Claudia Mura

Perché Tango in campo minato è un’autopubblicazione

Sui self-publisher esiste un preconcetto: “ti pubblichi da solo perché nessuno ha voluto il suo libro”. Spesso è vero e nel mio caso è vero in parte. Arrivata alla decima revisione ho iniziato a spedire il mio manoscritto a degli editori: ho pensato di partire dai più grossi per ridimensionare poi le mie pretese col tempo. Ho quindi fatto i miei invii a Einaudi, Mondadori, Rizzoli e Giunti. Contemporaneamente ho proposto il testo anche a un’agenzia letteraria per avere un parere professionale visto che fino a quel momento mi ero basata sui consigli di amiche forti lettrici. L’agenzia letteraria milanese che ho contattato, e il cui giudizio ho pagato profumatamente, mi ha risposto dopo due mesi con quattro infauste cartelle.

La ricerca di un editore

La foto originale usata poi per la copertina

Dopo due giorni da questa vera stroncatura, fortunatamente mi ha risposto Einaudi: due cartelle di giudizi e consigli. Non erano tenuti a farlo e non mi risulta siano soliti rispondere negativamente per iscritto corredando la missiva di suggerimenti. Il responso in sostanza era: non siamo interessati alla pubblicazione ma il manoscritto non è male posto che si facciano alcune modifiche. Secondo il lettore di Einaudi, il personaggio principale funzionava (contrariamente a quanto ritenuto dall’agenzia), non solo, chiudeva la missiva con un “grazie per avercela fatta conoscere”.

Per me è stato come ricevere un 10 e lode dopo un 4. Ho quindi buttato via il giudizio dell’agenzia letteraria per operare una nuova revisione accogliendo i suggerimenti di Einaudi, parere decisamente più autorevole. In realtà prima di pubblicare ci sono state altre quattro revisioni e alla fine sono passati quattro anni dalle prime stesure. Non ho più proposto il mio manoscritto ad alcun editore e nel frattempo ho maturato la decisione di auto pubblicarmi. Ha contribuito alla scelta un corso sulla comunicazione su Facebook: parlai del mio libro a uno dei docenti per confrontarmi con lui sulla via migliore per promuoverlo una volta pubblicato e lui mi rivelò quanto gli editori fossero indietro nella comunicazione sui social: “Se vorrai promuoverlo su facebook e instragram dovrai farlo da sola perché non sono capaci. Solo che poi i proventi se li prenderanno loro. Perché non pensi al self-publishing?”

Primi dubbi

Fu il primo tarlo, in rapida successione mi capitò poi di intervistare due autori che avevano fatto la stessa scelta, uno addirittura aveva mollato il suo vecchio editore e pubblicava da solo sulle piattaforme on-line con miglior profitto.
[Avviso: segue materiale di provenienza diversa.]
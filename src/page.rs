//! Parsed-page capability traits and the default DOM implementation.
//!
//! The extractor consumes a [`ParsedPage`]: a parsed HTML document that can
//! answer first-match CSS selector queries for text and attribute values.
//! That is the only capability the pipeline requires, so any HTML parsing
//! library exposing selector queries can stand in. The default backend is
//! `dom_query`, gated behind the `dom` cargo feature.

use crate::error::Result;

/// A parsed HTML document supporting first-match selector queries.
///
/// Implementations are treated as immutable: the extractor borrows the page
/// for the duration of extraction and performs no mutation.
pub trait ParsedPage {
    /// Text content of the first element matching `selector`.
    ///
    /// Returns `None` when nothing matches. Text is returned untrimmed;
    /// trimming is the caller's concern.
    fn first_text(&self, selector: &str) -> Option<String>;

    /// Value of attribute `attr` on the first element matching `selector`.
    ///
    /// `None` when no element matches or the attribute is missing; the two
    /// cases are not distinguished.
    fn first_attr(&self, selector: &str, attr: &str) -> Option<String>;
}

/// Parses raw HTML text into a [`ParsedPage`].
pub trait PageParser: Send + Sync {
    /// Parse `html` into a queryable page.
    ///
    /// The default parser degrades gracefully on malformed markup and never
    /// returns an error; the `Result` exists for implementations that do
    /// validate their input.
    fn parse(&self, html: &str) -> Result<Box<dyn ParsedPage>>;
}

#[cfg(feature = "dom")]
mod dom {
    use dom_query::{Document, Selection};

    use super::{PageParser, ParsedPage};
    use crate::error::Result;

    /// Default [`ParsedPage`] backed by `dom_query`.
    pub struct DomPage {
        doc: Document,
    }

    impl DomPage {
        /// Parse an HTML document.
        #[must_use]
        pub fn parse(html: &str) -> Self {
            Self {
                doc: Document::from(html),
            }
        }
    }

    impl ParsedPage for DomPage {
        fn first_text(&self, selector: &str) -> Option<String> {
            self.doc
                .select(selector)
                .nodes()
                .first()
                .map(|node| Selection::from(*node).text().to_string())
        }

        fn first_attr(&self, selector: &str, attr: &str) -> Option<String> {
            self.doc
                .select(selector)
                .nodes()
                .first()
                .and_then(|node| Selection::from(*node).attr(attr))
                .map(|value| value.to_string())
        }
    }

    /// Default [`PageParser`] producing [`DomPage`]s.
    #[derive(Debug, Clone, Copy, Default)]
    pub struct DomParser;

    impl DomParser {
        /// Create the parser.
        #[must_use]
        pub fn new() -> Self {
            Self
        }
    }

    impl PageParser for DomParser {
        fn parse(&self, html: &str) -> Result<Box<dyn ParsedPage>> {
            Ok(Box::new(DomPage::parse(html)))
        }
    }

}

#[cfg(feature = "dom")]
pub use dom::{DomPage, DomParser};
//! # web-distill
//!
//! Fetches a web page and distills a best-effort title, publication date,
//! and main textual content into a normalized document record for
//! downstream ingestion (indexing or retrieval pipelines).
//!
//! The extraction core applies ordered fallback heuristics over a parsed
//! HTML tree: headings before the document title element, semantic landmark
//! elements before generic containers, short-circuiting on the first
//! non-empty match. Whitespace is then collapsed and a word count computed
//! over the result. Heuristics are total: pages with no usable title or
//! content yield empty fields, never errors.
//!
//! ## Quick Start
//!
//! ```rust
//! use web_distill::extract;
//!
//! let html = r#"<html><head><title>T</title></head>
//! <body><h1>Real Title</h1><article>Body text here</article></body></html>"#;
//!
//! let result = extract(html, "https://example.com/post")?;
//! assert_eq!(result.title, "Real Title");
//! assert_eq!(result.word_count, 3);
//! # Ok::<(), web_distill::Error>(())
//! ```
//!
//! Loading over HTTP goes through [`WebLoader`], which implements the
//! [`DocumentLoader`] capability trait:
//!
//! ```rust,no_run
//! use web_distill::{DocumentLoader, WebLoader};
//!
//! # async fn run() -> web_distill::Result<()> {
//! let loader = WebLoader::new();
//! let docs = loader.load("https://example.com/post").await?;
//! for doc in &docs {
//!     println!("{} ({} words)", doc.metadata.title, doc.metadata.content_length);
//! }
//! # Ok(())
//! # }
//! ```

mod error;
mod extract;
mod result;

/// Character encoding detection and transcoding.
pub mod encoding;

/// Page fetching.
pub mod fetch;

/// The document loader pipeline.
pub mod loader;

/// Parsed-page capability traits and the default DOM implementation.
pub mod page;

/// Fixed selector policy for title and content candidates.
pub mod selectors;

/// Whitespace normalization and word counting.
pub mod text;

// Public API - re-exports
pub use error::{Error, FetchSource, Result};
pub use extract::{extract_page, find_content, find_published_date, find_title};
pub use fetch::{HttpFetcher, PageFetcher};
pub use loader::{DocumentLoader, WebLoader, WebLoaderBuilder};
pub use page::{PageParser, ParsedPage};
pub use result::{Document, DocumentMetadata, ExtractResult};

#[cfg(feature = "dom")]
pub use page::{DomPage, DomParser};

/// Extract a record from an HTML string using the default DOM parser.
///
/// `source` is recorded unchanged on the result. Extraction never fails on
/// content grounds; heuristics degrade to empty values instead.
#[cfg(feature = "dom")]
#[allow(clippy::unnecessary_wraps)]
pub fn extract(html: &str, source: &str) -> Result<ExtractResult> {
    let page = page::DomPage::parse(html);
    Ok(extract::extract_page(&page, source))
}

/// Extract a record from raw HTML bytes.
///
/// The bytes are decoded to UTF-8 first, honoring `<meta>` charset
/// declarations and defaulting to UTF-8; invalid sequences are replaced
/// rather than rejected.
#[cfg(feature = "dom")]
pub fn extract_bytes(html: &[u8], source: &str) -> Result<ExtractResult> {
    let text = encoding::decode_html(html, None);
    extract(&text, source)
}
Nonostante il rischio “me la suono e ma la canto”

I loro esempi mi fecero riflettere ma alla fine ho scelto l’autopubblicazione per diversi motivi: per sfida, per vedere come nasce un libro dalla a alla zeta e dominarne ogni processo, perché sono una sarda orgogliosa e ho difficoltà a chiedere l’attenzione che non mi arriva spontaneamente. Gli editori ultimamente sembrano essere diventati dei dittatori di fronte ai quali gli esordienti devono prostrarsi e la cosa mi è proprio indigesta. Meglio chiedere direttamente l’attenzione dei lettori.
In questo modo è tutto più impegnativo e il processo creativo non si esaurisce nella scrittura del libro ma continua con la sua promozione, il che può anche essere stressante. Soprattutto se vorresti dedicarti a un nuovo libro e io mi sento già premere dentro le voci dei nuovi personaggi.

Una signora anziana ma ancora insostituibile

In tanti dicono che l’editoria vecchio stile sia morta e il futuro sia nel self-publishing. Chi lavora nell’editoria non la pensa così e nemmeno io. Di sicuro questo futuro non è così imminente.
Io amo l’editoria e mi piacerebbe lavorarci dentro: è l’unico mestiere che mi piacerebbe di più rispetto a quello che faccio. E parlo con cognizione di causa perché prima di diventare giornalista professionista ho lavorato per un piccolo editore locale: l’ideale per capire come funziona la macchina che stampa libri. Facevo di tutto: dalla correzione di bozze alla consegna nelle librerie. Ho progettato un intero catalogo e lo ricordo come una delle mie maggiori soddisfazioni lavorative.

Amare l’editoria e farne a meno è contraddittorio? Non dal mio punto di vista: con Tango in campo minato ho messo in pratica ciò che ho imparato. Forse non è sufficiente ma ho fatto tutto da sola: dalla copertina (che è un selfie) all’impaginazione e niente editing. Nel bene e nel male posso dire “questo è ciò che io so fare”.